*** EXERCISE INPUT ***
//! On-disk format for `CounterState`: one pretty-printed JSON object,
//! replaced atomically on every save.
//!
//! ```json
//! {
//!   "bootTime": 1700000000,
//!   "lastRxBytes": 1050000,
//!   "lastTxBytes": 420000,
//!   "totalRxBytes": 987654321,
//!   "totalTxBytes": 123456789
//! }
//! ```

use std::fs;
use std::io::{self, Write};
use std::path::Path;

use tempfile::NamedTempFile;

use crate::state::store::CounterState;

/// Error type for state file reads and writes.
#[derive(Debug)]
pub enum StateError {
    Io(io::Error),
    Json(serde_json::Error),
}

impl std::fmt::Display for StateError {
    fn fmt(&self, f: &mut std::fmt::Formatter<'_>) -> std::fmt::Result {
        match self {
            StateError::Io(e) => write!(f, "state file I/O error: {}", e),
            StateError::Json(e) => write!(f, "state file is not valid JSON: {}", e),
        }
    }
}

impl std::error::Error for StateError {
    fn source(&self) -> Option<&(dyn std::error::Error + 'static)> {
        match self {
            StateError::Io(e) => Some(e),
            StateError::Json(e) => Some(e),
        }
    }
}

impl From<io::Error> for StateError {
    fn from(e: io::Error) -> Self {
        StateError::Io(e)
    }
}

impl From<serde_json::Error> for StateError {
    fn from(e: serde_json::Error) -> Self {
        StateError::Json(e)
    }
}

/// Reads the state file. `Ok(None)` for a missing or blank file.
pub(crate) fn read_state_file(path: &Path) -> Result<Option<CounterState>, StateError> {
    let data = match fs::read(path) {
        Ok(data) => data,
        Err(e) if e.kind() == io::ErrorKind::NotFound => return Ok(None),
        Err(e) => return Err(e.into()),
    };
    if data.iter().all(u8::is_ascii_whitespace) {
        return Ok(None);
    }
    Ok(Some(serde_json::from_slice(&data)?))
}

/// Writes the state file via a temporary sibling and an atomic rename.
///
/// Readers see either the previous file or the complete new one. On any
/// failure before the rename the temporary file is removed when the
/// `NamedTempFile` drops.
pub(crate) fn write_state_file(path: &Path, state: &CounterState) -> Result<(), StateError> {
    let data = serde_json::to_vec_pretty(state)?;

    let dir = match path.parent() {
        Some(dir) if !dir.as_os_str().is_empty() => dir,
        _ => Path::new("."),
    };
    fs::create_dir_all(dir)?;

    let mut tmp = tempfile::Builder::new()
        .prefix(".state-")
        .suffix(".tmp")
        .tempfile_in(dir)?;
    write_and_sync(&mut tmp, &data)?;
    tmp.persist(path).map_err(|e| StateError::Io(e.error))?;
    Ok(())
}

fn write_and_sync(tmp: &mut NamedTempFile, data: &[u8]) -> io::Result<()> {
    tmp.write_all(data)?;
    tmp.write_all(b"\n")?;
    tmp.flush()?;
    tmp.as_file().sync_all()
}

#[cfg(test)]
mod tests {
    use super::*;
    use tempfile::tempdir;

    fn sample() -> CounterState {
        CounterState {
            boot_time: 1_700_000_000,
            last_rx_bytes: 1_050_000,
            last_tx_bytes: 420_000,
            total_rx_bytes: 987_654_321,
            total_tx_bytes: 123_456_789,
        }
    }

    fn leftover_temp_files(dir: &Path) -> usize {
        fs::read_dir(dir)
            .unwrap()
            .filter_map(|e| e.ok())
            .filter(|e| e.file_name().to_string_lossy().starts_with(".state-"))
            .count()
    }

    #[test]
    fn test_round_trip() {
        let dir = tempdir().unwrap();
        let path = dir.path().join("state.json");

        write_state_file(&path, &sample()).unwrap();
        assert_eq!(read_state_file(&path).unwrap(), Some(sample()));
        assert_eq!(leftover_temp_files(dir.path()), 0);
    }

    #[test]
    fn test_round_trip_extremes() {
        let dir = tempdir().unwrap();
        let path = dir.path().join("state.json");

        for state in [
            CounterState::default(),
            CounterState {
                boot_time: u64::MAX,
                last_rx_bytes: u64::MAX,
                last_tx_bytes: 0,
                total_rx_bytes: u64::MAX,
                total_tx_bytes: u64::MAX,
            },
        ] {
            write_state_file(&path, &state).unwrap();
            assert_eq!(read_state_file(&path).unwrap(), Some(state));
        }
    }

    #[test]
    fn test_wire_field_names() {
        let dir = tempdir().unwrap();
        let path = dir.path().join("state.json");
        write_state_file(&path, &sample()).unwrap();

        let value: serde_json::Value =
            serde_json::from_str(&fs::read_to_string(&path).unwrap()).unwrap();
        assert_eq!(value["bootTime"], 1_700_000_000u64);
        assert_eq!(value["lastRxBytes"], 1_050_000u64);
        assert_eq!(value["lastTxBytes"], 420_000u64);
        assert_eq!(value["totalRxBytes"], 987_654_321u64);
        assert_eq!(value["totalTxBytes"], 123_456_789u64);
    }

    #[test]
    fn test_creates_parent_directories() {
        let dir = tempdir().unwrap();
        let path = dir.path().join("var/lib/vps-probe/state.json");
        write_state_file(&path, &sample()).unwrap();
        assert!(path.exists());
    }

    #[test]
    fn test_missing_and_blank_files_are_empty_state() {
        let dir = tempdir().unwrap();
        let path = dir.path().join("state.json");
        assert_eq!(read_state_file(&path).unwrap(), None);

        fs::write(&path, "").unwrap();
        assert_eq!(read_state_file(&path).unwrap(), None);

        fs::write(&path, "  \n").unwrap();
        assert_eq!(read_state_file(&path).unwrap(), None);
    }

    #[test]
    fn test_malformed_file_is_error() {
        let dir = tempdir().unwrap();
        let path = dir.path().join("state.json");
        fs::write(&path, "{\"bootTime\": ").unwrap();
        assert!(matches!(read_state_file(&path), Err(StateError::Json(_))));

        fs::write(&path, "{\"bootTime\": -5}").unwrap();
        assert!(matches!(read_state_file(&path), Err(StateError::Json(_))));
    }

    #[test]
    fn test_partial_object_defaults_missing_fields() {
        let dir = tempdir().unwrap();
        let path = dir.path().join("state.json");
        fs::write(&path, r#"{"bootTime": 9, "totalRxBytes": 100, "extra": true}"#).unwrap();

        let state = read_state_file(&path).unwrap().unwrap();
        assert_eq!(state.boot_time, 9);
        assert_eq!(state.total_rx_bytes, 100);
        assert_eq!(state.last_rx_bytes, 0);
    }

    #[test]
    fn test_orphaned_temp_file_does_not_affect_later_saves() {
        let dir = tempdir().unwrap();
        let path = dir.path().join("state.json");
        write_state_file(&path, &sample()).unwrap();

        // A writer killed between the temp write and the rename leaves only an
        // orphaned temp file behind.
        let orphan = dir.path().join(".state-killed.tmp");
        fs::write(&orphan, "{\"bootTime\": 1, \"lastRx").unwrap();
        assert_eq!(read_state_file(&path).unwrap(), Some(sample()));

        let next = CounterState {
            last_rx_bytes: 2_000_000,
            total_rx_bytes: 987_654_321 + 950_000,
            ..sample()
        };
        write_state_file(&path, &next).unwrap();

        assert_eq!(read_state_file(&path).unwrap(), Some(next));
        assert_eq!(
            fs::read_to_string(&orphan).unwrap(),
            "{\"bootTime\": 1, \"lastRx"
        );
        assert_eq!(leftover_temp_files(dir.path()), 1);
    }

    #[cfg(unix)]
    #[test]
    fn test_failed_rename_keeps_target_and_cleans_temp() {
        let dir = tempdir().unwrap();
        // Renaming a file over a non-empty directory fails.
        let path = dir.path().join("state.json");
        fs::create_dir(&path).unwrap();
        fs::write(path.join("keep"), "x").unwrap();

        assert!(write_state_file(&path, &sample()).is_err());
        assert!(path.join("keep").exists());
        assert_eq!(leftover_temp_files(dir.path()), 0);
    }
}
*** End of EXERCISE INPUT ***
* _INSTRUCTIONS FOR THE TASK_: Return all lines in the data that include the word "totalTxBytes".

* _RESPONSE TO THE EXERCISE_:
//!   "totalTxBytes": 123456789
        assert_eq!(value["totalTxBytes"], 123_456_789u64);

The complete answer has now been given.